For the last ten days, France has been shaken by strikes against Emmanuel Macron’s bid to raise the retirement age. Nobel Prize–winning author Annie Ernaux met strikers at a Paris rail station to discuss how working life has been devalued.

French writer Annie Ernaux, Nobel Prize in Literature laureate, in December 2022 (left); CGT union procession in Paris, March 7, 2023 (right). (Tim Aro / TT News Agency / AFP via Getty Images; Samuel Boivin / NurPhoto via Getty Images)
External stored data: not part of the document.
impl<'a> Run<'a> {
    fn job_id(&self) -> Uuid {
        self.job.id()
    }

    fn client(&self) -> &'a QueryClient {
        &self.refiner.client
    }

    fn sink(&self, records: &[Record], indices: &[usize]) -> ProgressSink {
        let mut ids = HashMap::new();
        for &i in indices {
            for package_id in &records[i].source_ids {
                ids.insert(package_id.clone(), records[i].id.clone());
            }
        }
        batch_sink(self.progress.clone(), ids)
    }

    /// Reserves a slot and queues `fut`. Nothing is issued once cancelled.
    fn issue(
        &mut self,
        stage: Stage,
        indices: Vec<usize>,
        fut: BoxFuture<'a, Result<Payload, RefineError>>,
    ) {
        if self.cancel.is_cancelled() {
            debug!("[job {}] cancelled, not issuing {stage:?}", self.job_id());
            return;
        }
        self.job.reserve();
        if stage.resolves_ids() {
            self.id_pending += 1;
        }
        self.in_flight.push(
            async move {
                let result = fut.await;
                Finished {
                    stage,
                    indices,
                    result,
                }
            }
            .boxed(),
        );
    }

    fn dispatch_initial(&mut self, records: &[Record]) {
        let mut resolve = Vec::new();
        for (i, record) in records.iter().enumerate() {
            if !self.refiner.owns(record) {
                continue;
            }
            if !self.upgrade_dispatched && needs_upgrade_removed(record, self.req) {
                self.dispatch_upgrade(records, i);
            }
            if needs_resolve(record, self.req) {
                resolve.push(i);
            } else if !self.dispatch_id_lookup(records, i) {
                self.settled.push(i);
            }
        }
        self.dispatch_resolve(records, resolve, ResolvePhase::Arch);
        self.flush_if_settled(records);
    }

    /// Once no id-resolving batch is left, issues the dependent batches for
    /// every settled record and returns the dispatch slot. The slot is held
    /// until then so the job cannot complete early.
    fn flush_if_settled(&mut self, records: &[Record]) {
        if self.flushed || self.id_pending > 0 {
            return;
        }
        self.flushed = true;
        let settled = std::mem::take(&mut self.settled);
        self.dispatch_dependent(records, &settled);
        self.job.release_dispatch();
    }

    fn dispatch_resolve(&mut self, records: &[Record], indices: Vec<usize>, phase: ResolvePhase) {
        if indices.is_empty() {
            return;
        }
        let mut names = Vec::new();
        for &i in &indices {
            for source in &records[i].sources {
                if valid_package_name(source) {
                    names.push(source.clone());
                } else {
                    warn!("invalid package name '{source}' for {}", records[i].id);
                }
            }
        }
        let sink = self.sink(records, &indices);
        let client = self.client();
        let cancel = self.cancel;
        self.issue(
            Stage::Resolve(phase),
            indices,
            async move {
                client
                    .resolve(phase.filter(), &names, sink, cancel)
                    .await
                    .map(Payload::Packages)
            }
            .boxed(),
        );
    }

    /// Issues a file or repo search for a record without a package id.
    /// Returns whether one was issued.
    fn dispatch_id_lookup(&mut self, records: &[Record], i: usize) -> bool {
        let record = &records[i];
        let sink = self.sink(records, &[i]);
        let client = self.client();
        let cancel = self.cancel;
        if let Some(candidates) = setup_candidates(record, self.req, &self.refiner.data_dir) {
            self.issue(
                Stage::FileToId,
                vec![i],
                async move {
                    let Some(path) = first_existing(&candidates).await else {
                        return Ok(Payload::NoFile);
                    };
                    let path = path.to_string_lossy().into_owned();
                    let paths = std::slice::from_ref(&path);
                    let packages = client
                        .search_files(Filter::INSTALLED, paths, sink, cancel)
                        .await?;
                    Ok::<_, RefineError>(Payload::FileOwner { path, packages })
                }
                .boxed(),
            );
        } else if let Some(repo_file) = needs_repo_package(record) {
            let repo_file = repo_file.to_string();
            self.issue(
                Stage::RepoToId(repo_file.clone()),
                vec![i],
                async move {
                    client
                        .search_files(Filter::INSTALLED, &[repo_file], sink, cancel)
                        .await
                        .map(Payload::Packages)
                }
                .boxed(),
            );
        } else {
            return false;
        }
        true
    }

    fn dispatch_upgrade(&mut self, records: &[Record], i: usize) {
        self.upgrade_dispatched = true;
        let version = records[i].version.clone().unwrap_or_default();
        let sink = self.sink(records, &[i]);
        let client = self.client();
        let cancel = self.cancel;
        self.issue(
            Stage::UpgradeRemoved,
            vec![i],
            async move {
                client
                    .simulate_upgrade(&version, sink, cancel)
                    .await
                    .map(Payload::Packages)
            }
            .boxed(),
        );
    }

    /// Issues the batches that need settled package ids.
    fn dispatch_dependent(&mut self, records: &[Record], indices: &[usize]) {
        let req = self.req;
        let pick = |pred: fn(&Record, FieldRequirement) -> bool| -> Vec<usize> {
            indices
                .iter()
                .copied()
                .filter(|&i| pred(&records[i], req))
                .collect()
        };
        let update_details = pick(needs_update_details);
        let details = pick(needs_details);
        let urgency = pick(needs_urgency);
        let history = pick(needs_history);

        let client = self.client();
        let cancel = self.cancel;

        if !update_details.is_empty() {
            let ids: Vec<String> = update_details
                .iter()
                .filter_map(|&i| records[i].default_source_id().map(str::to_string))
                .collect();
            let sink = self.sink(records, &update_details);
            self.issue(
                Stage::UpdateDetails,
                update_details,
                async move {
                    client
                        .get_update_detail(&ids, sink, cancel)
                        .await
                        .map(Payload::UpdateDetails)
                }
                .boxed(),
            );
        }

        if !details.is_empty() {
            let ids: Vec<String> = details
                .iter()
                .flat_map(|&i| records[i].source_ids.iter().cloned())
                .collect();
            let sink = self.sink(records, &details);
            self.issue(
                Stage::Details,
                details,
                async move {
                    client
                        .get_details(&ids, sink, cancel)
                        .await
                        .map(Payload::Details)
                }
                .boxed(),
            );
        }

        if !urgency.is_empty() {
            let sink = self.sink(records, &urgency);
            self.issue(
                Stage::Urgency,
                urgency,
                async move {
                    client
                        .get_updates(Filter::NONE, sink, cancel)
                        .await
                        .map(Payload::Packages)
                }
                .boxed(),
            );
        }

        if !history.is_empty() {
            let names: Vec<String> = history
                .iter()
                .filter_map(|&i| records[i].default_source().map(str::to_string))
                .collect();
            self.issue(
                Stage::History,
                history,
                async move {
                    client
                        .get_history(&names, cancel)
                        .await
                        .map(Payload::History)
                }
                .boxed(),
            );
        }
    }

    /// Resolve is done for `indices`; look up ids by file for those still
    /// missing one and hold the rest for the dependent batches.
    fn settle(&mut self, records: &[Record], indices: &[usize]) {
        for &i in indices {
            if !self.dispatch_id_lookup(records, i) {
                self.settled.push(i);
            }
        }
    }

    fn merge(&mut self, records: &mut [Record], finished: Finished) -> JobResult {
        let Finished {
            stage,
            indices,
            result,
        } = finished;
        let refiner = self.refiner;
        let namespace = refiner.namespace.as_str();
        if stage.resolves_ids() {
            self.id_pending -= 1;
        }

        let payload = match result {
            Ok(payload) => payload,
            Err(e) => {
                debug!("[job {}] {stage:?} failed: {e}", self.job_id());
                match stage {
                    Stage::Resolve(_) => self.settle(records, &indices),
                    Stage::FileToId | Stage::RepoToId(_) => self.settled.extend(indices),
                    _ => {}
                }
                return Err(e);
            }
        };

        match (stage, payload) {
            (Stage::Resolve(phase), Payload::Packages(packages)) => {
                let parsed = merge::parse_packages(&packages);
                for &i in &indices {
                    merge::apply_resolve(&mut records[i], &parsed, namespace);
                }
                let (unknown, known): (Vec<usize>, Vec<usize>) = indices
                    .into_iter()
                    .partition(|&i| records[i].state == State::Unknown);
                if phase == ResolvePhase::Arch && !unknown.is_empty() {
                    self.settle(records, &known);
                    self.dispatch_resolve(records, unknown, ResolvePhase::AnyArch);
                } else {
                    self.settle(records, &known);
                    self.settle(records, &unknown);
                }
            }
            (Stage::FileToId, Payload::NoFile) => self.settled.extend(indices),
            (Stage::FileToId, Payload::FileOwner { path, packages }) => {
                let parsed = merge::parse_packages(&packages);
                for &i in &indices {
                    merge::apply_file_search(&mut records[i], &path, &parsed, namespace);
                }
                self.settled.extend(indices);
            }
            (Stage::RepoToId(_), Payload::Packages(packages)) => {
                for &i in &indices {
                    merge::apply_repo_package(&mut records[i], &packages);
                }
                self.settled.extend(indices);
            }
            (Stage::UpdateDetails, Payload::UpdateDetails(details)) => {
                let index = PackageIndex::new(&details, |d| d.package_id.as_str());
                for &i in &indices {
                    merge::apply_update_detail(&mut records[i], &index);
                }
            }
            (Stage::Details, Payload::Details(details)) => {
                let index = PackageIndex::new(&details, |d| d.package_id.as_str());
                for &i in &indices {
                    merge::apply_details(&mut records[i], &index);
                }
            }
            (Stage::Urgency, Payload::Packages(updates)) => {
                let parsed = merge::parse_packages(&updates);
                let index = PackageIndex::new(&parsed, |p| p.id.as_str());
                for &i in &indices {
                    merge::apply_urgency(&mut records[i], &index, &parsed);
                }
            }
            (Stage::History, Payload::History(lookup)) => match lookup {
                HistoryLookup::Entries(entries) => {
                    for &i in &indices {
                        let found = records[i]
                            .default_source()
                            .and_then(|name| entries.get(name))
                            .map(Vec::as_slice);
                        merge::apply_history(&mut records[i], found);
                    }
                }
                HistoryLookup::Unavailable => {
                    for &i in &indices {
                        records[i].install_date = InstallDate::Unknown;
                    }
                }
            },
            (Stage::UpgradeRemoved, Payload::Packages(packages)) => {
                let removed: Vec<Record> = merge::records_from_packages(&packages, namespace)
                    .into_iter()
                    .filter(|r| r.state == State::Unavailable)
                    .collect();
                for &i in &indices {
                    info!(
                        "[job {}] upgrade of {} would remove {} packages",
                        self.job_id(),
                        records[i].id,
                        removed.len()
                    );
                    for related in &removed {
                        records[i].add_related(related.clone());
                    }
                    records[i].add_quirk(Quirks::UPGRADE_SIMULATED);
                }
            }
            (stage, _) => {
                return Err(RefineError::Failed(format!(
                    "unexpected result for {stage:?}"
                )));
            }
        }
        Ok(())
    }
}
In February, Le Monde diplomatique published a text by the writer Annie Ernaux entitled “Walking Tall Again.” In it, the 2022 Nobel Prize winner for literature recalls her memories of the 1995 social movement against then prime minister Alain Juppé’s plan to reform pensions. She also refers to the sociologist Pierre Bourdieu, who took up the cause of the strikers: “Bourdieu’s political commitment to the strike made me see it as my duty as a writer not to remain a passive onlooker in public life. To see this internationally recognized sociologist getting involved in social conflicts, and to hear him, was an immense joy, a liberation.”

When Damien Iozzia, a supervisor and secretary of the UFCM-CGT union (which represents railway staff in management and supervisory positions) at Paris’s Montparnasse station, read her text, he saw it as “an invitation to ask Annie Ernaux to come here.” He contacted publisher Gallimard to suggest that the author come and talk not only to workers who had mobilized at the SNCF national rail company but also to an employee from the energy sector.

On March 14, ahead of the eighth day of protests against Emmanuel Macron’s reform raising the legal retirement age from sixty-two to sixty-four, the writer showed up at a small union hall in the Vaugirard station, a stone’s throw from Montparnasse. The room rattles every now and then as trains pass by. She was accompanied by friends — the sociologists Jean-Marc Salmon and Didier Eribon, and publisher and writer Jean-Marie Laclavetine.